The U.S. Supreme Court has again rebuked the state of Colorado for its censorship and suppression, this time in the field of health care counseling.
How so? Kaley Chiles, a licensed, faith-based counselor in Colorado Springs, challenged the state’s 2019 law on talk therapy for minors. Miss Chiles argued that the law restricted her ability to provide faith-based counseling to patients of hers who were seeking to change or modify some of their sexual behaviors and attractions.

The Court held that Colorado’s conversion therapy ban, signed into law in 2019, violated the First Amendment because it only restricted talk therapy when the therapy aimed to prevent minors from embracing being transgender or gay.
That’s such a flagrant free speech violation that it’s surprising the state of Colorado would have sincerely believed such censorship could be permitted and deemed legal. In short, the law aimed to suppress and prohibit speech by a mental health counselor who suggested to patients that perhaps they were actually not gay or transgender.
I will acknowledge the creative argument that Colorado advanced to get around what it must have known was a free speech violation: that its law was really nothing more than a regulation of professional conduct (i.e. healthcare, here, much as a state may regulate doctors, attorneys and many other professions) and that the regulation of speech was only incidental and unintended. Nice try.
In Chiles v. Salazar, the high court held 8-1 that the state law discriminated based on viewpoint. Of course it does. It is classic viewpoint discrimination because the “viewpoint” being discriminated against is the one that may direct an individual in counseling back to a safer mental and emotional state and away from sex or gender delusion and behavior.
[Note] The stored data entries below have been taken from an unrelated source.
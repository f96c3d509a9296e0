//! Report generation and download.

use std::sync::Arc;

use axum::extract::{Path, State};
use axum::http::{header, StatusCode};
use axum::response::{IntoResponse, Response};
use axum::Json;
use orthoassist_report::{report_filename, ReportError, ReportInput, ReportRenderer, CONTENT_TYPE};

use super::{api_error, ApiError};
use crate::state::AppState;

fn attachment(request_id: &str, bytes: Vec<u8>) -> Response {
    let disposition = format!("attachment; filename={}", report_filename(request_id));
    (
        [
            (header::CONTENT_TYPE, CONTENT_TYPE.to_string()),
            (header::CONTENT_DISPOSITION, disposition),
        ],
        bytes,
    )
        .into_response()
}

fn render_error(e: ReportError) -> ApiError {
    match &e {
        ReportError::InvalidInput(msg) => api_error(StatusCode::UNPROCESSABLE_ENTITY, msg.clone()),
        ReportError::Template(_) => api_error(
            StatusCode::INTERNAL_SERVER_ERROR,
            format!("Failed to generate report: {}", e),
        ),
    }
}

/// Render a report for an analysis payload.
pub async fn generate_report(
    State(state): State<Arc<AppState>>,
    Json(analysis): Json<serde_json::Value>,
) -> Result<Response, ApiError> {
    let input = ReportInput::from_analysis(&analysis).map_err(render_error)?;
    let bytes = state.reports.render(&input).map_err(render_error)?;
    Ok(attachment(&input.request_id, bytes))
}

/// Sample report for `request_id`; analyses are not stored server-side.
pub async fn download_report(
    State(state): State<Arc<AppState>>,
    Path(request_id): Path<String>,
) -> Result<Response, ApiError> {
    let input = ReportRenderer::sample(&request_id);
    let bytes = state.reports.render(&input).map_err(render_error)?;
    Ok(attachment(&request_id, bytes))
}
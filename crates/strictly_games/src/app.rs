//! Application state and logic.

use crate::input::move_cursor;
use crate::{Flow, Intent, Theme};
use strictly_tictactoe::{GameSession, GameStatus, Position, apply_move, reset};
use tracing::{debug, info, instrument, warn};

/// Main application state.
///
/// Owns the game session, the display theme and the board cursor.
#[derive(Debug, Clone)]
pub struct App {
    session: GameSession,
    theme: Theme,
    cursor: Position,
}

impl App {
    /// Creates a new application with a fresh game.
    #[instrument]
    pub fn new(theme: Theme) -> Self {
        Self {
            session: reset(),
            theme,
            cursor: Position::Center,
        }
    }

    /// Gets the current session.
    pub fn session(&self) -> &GameSession {
        &self.session
    }

    /// Gets the derived game status.
    pub fn status(&self) -> GameStatus {
        self.session.status()
    }

    /// Gets the current theme.
    pub fn theme(&self) -> Theme {
        self.theme
    }

    /// Sets the theme.
    pub fn set_theme(&mut self, theme: Theme) {
        self.theme = theme;
    }

    /// Gets the cursor position.
    pub fn cursor(&self) -> Position {
        self.cursor
    }

    /// Whether a square can still be played.
    pub fn is_enabled(&self, pos: Position) -> bool {
        self.playable().contains(&pos)
    }

    /// Squares that accept a move; none once the game is over.
    pub fn playable(&self) -> Vec<Position> {
        if self.status().is_terminal() {
            Vec::new()
        } else {
            Position::valid_moves(self.session.board())
        }
    }

    /// Status readout for the current game.
    pub fn status_message(&self) -> String {
        match self.status() {
            GameStatus::InProgress(mark) => format!("Player {}'s turn", mark),
            GameStatus::Won(mark) => {
                format!("Player {} wins! Press 'r' to restart or 'q' to quit.", mark)
            }
            GameStatus::Draw => {
                "Game ended in a draw! Press 'r' to restart or 'q' to quit.".to_string()
            }
        }
    }

    /// Applies one intent.
    #[instrument(skip(self), fields(status = ?self.status()))]
    pub fn dispatch(&mut self, intent: Intent) -> Flow {
        match intent {
            Intent::Move(index) => self.play(index),
            Intent::SelectCursor => self.play(self.cursor.to_index()),
            Intent::CursorMove(direction) => {
                self.cursor = move_cursor(self.cursor, direction);
            }
            Intent::Reset => {
                info!("Restarting game");
                self.session = reset();
                self.cursor = Position::Center;
            }
            Intent::ToggleTheme => {
                self.theme = self.theme.toggle();
                debug!(theme = %self.theme, "Theme toggled");
            }
            Intent::Quit => return Flow::Exit,
        }
        Flow::Continue
    }

    fn play(&mut self, index: usize) {
        match apply_move(&self.session, index) {
            Ok(next) if next == self.session => {
                debug!(index, "Move ignored");
            }
            Ok(next) => {
                self.session = next;
                if let Some(pos) = Position::from_index(index) {
                    self.cursor = pos;
                }
                info!(index, status = ?self.status(), "Move applied");
            }
            Err(e) => {
                warn!(error = %e, "Rejected move");
            }
        }
    }
}

impl Default for App {
    fn default() -> Self {
        Self::new(Theme::default())
    }
}
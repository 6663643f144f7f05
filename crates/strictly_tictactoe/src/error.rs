//! Move errors.

use crate::Position;

/// Error that can occur when placing a mark.
///
/// Only [`MoveError::InvalidIndex`] escapes [`apply_move`](crate::apply_move);
/// the other two are reported by the strict
/// [`GameSession::try_place`](crate::GameSession::try_place) and are
/// silently ignored otherwise.
#[derive(Debug, Clone, Copy, PartialEq, Eq, derive_more::Display)]
pub enum MoveError {
    /// The index is outside 0-8.
    #[display("Index {} is out of bounds (must be 0-8)", _0)]
    InvalidIndex(usize),

    /// The square at the position is already occupied.
    #[display("Square {} is already occupied", _0)]
    SquareOccupied(Position),

    /// The game is already over.
    #[display("Game is already over")]
    GameOver,
}

impl std::error::Error for MoveError {}
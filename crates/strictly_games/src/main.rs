//! Strictly Games - terminal tic-tac-toe

#![warn(missing_docs)]

mod cli;

use anyhow::{Context, Result};
use clap::Parser;
use cli::Cli;
use crossterm::{
    event::{self, DisableMouseCapture, EnableMouseCapture},
    execute,
    terminal::{EnterAlternateScreen, LeaveAlternateScreen, disable_raw_mode, enable_raw_mode},
};
use ratatui::{Terminal, backend::CrosstermBackend, layout::Rect};
use std::io::Stdout;
use std::path::Path;
use strictly_games::{App, AppConfig, Flow, Theme, input, ui};
use tracing::{error, info, instrument};
use tracing_subscriber::EnvFilter;

fn main() -> Result<()> {
    // Load .env file
    dotenvy::dotenv().ok();

    let cli = Cli::parse();

    let config = match &cli.config {
        Some(path) => AppConfig::from_file(path)
            .with_context(|| format!("Failed to load config from {}", path.display()))?,
        None => AppConfig::default(),
    }
    .with_overrides(cli.theme, cli.log_file);

    init_logging(config.log_file())?;
    info!(theme = %config.theme(), "Starting Strictly Games");

    run_tui(*config.theme())
}

/// Logs to a file so output doesn't interfere with the TUI.
fn init_logging(path: &Path) -> Result<()> {
    let log_file = std::fs::File::create(path)
        .with_context(|| format!("Failed to create log file {}", path.display()))?;

    tracing_subscriber::fmt()
        .with_env_filter(
            EnvFilter::try_from_default_env().unwrap_or_else(|_| EnvFilter::new("info")),
        )
        .with_writer(std::sync::Arc::new(log_file))
        .with_ansi(false)
        .init();

    Ok(())
}

/// Sets up the terminal, runs the game, and restores the terminal.
fn run_tui(theme: Theme) -> Result<()> {
    enable_raw_mode()?;

    let mut terminal = match setup_terminal() {
        Ok(terminal) => terminal,
        Err(e) => {
            restore_terminal(&mut std::io::stdout())?;
            return Err(e);
        }
    };

    let res = run_app(&mut terminal, App::new(theme));

    restore_terminal(terminal.backend_mut())?;
    terminal.show_cursor()?;

    if let Err(err) = &res {
        error!(error = ?err, "Game loop error");
    }
    res
}

fn setup_terminal() -> Result<Terminal<CrosstermBackend<Stdout>>> {
    let mut stdout = std::io::stdout();
    execute!(stdout, EnterAlternateScreen, EnableMouseCapture)?;
    Ok(Terminal::new(CrosstermBackend::new(stdout))?)
}

/// Leaves raw mode and the alternate screen; safe to call if setup stopped halfway.
fn restore_terminal(out: &mut impl std::io::Write) -> Result<()> {
    disable_raw_mode()?;
    execute!(out, LeaveAlternateScreen, DisableMouseCapture)?;
    Ok(())
}

/// Draw, wait for one event, dispatch it.
#[instrument(skip_all)]
fn run_app(terminal: &mut Terminal<CrosstermBackend<Stdout>>, mut app: App) -> Result<()> {
    loop {
        let mut area = Rect::default();
        terminal.draw(|frame| {
            area = frame.area();
            ui::draw(frame, &app);
        })?;

        let event = event::read()?;
        if let Some(intent) = input::event_to_intent(&event, area)
            && app.dispatch(intent) == Flow::Exit
        {
            info!("User quit");
            return Ok(());
        }
    }
}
The state law didn’t aim to prohibit all speech regarding a patient’s struggle or confusion with their sexual or gender identity. Only speech that recommends that a patient consider that they may not be either of those sexual preferences. However, counselors were completely free to provide “acceptance, support, and understanding for . . . identity exploration and development.”
Underscoring this point, Justice Neil Gosuch wrote that the law permits Miss Chiles to express acceptance and support for clients exploring their identity or undergoing gender transition, but forbids her from saying anything that attempts to change a client’s “sexual orientation or gender identity,” including efforts to change “behaviors,” “gender expressions,” or “romantic attractions.”
Laws suppressing speech on that basis, Justice Gorsuch wrote, amounted to an “‘egregious’ assault” on the Constitution. “The First Amendment stands as a shield against any effort to enforce orthodoxy in thought or speech in this country.” He further emphasized that the First Amendment protects the inalienable right of every individual to decide for himself “how best to speak,” and laws regulating speech based on its subject matter or “communicative content” are “presumptively unconstitutional,” triggering “strict scrutiny” that requires the government to prove its restriction is “narrowly tailored to serve compelling state interests.” Colorado could not do so.
Further, completely aside from the legal issues of religious liberty and free speech, how can a healthcare expert be expected to fully address a mental health issue in therapy if they are not allowed to acknowledge the full spectrum of possible remedies? They cannot.
We would be remiss not to acknowledge similar prior censorship by Colorado. We recall the 2023 decision, 303 Creative LLC v. Elenis, wherein the First Amendment barred Colorado from using the state’s Anti-Discrimination Act to force a website designer to create wedding websites for same-sex couples. The Supreme Court held in its ruling that the state could not force a person to create content conveying a message that he or she disagreed with.
Even earlier was the 2018 decision in Masterpiece Cakeshop v. Colorado Civil Rights Commission wherein the justices sided with baker Jack Phillips, finding that the Colorado Civil Rights Commission had shown unconstitutional hostility toward his religious beliefs that the commission did not show toward other bakers.
It is in moments like this that I reflect again on the brilliance of the Framers of our Constitution. Right there in the very First Amendment they mandated that government could not and should not suppress speech; neither should it favor one viewpoint over another. This is why.
The First Amendment enshrines the right of the American people to speak freely in the public square without government interference. Government censorship of speech is intolerable in a free society.
Shreveport attorney, Royal Alexander, worked in D.C. in the U.S. House of Representatives for nearly 8 years for two different Members of Congress from Louisiana.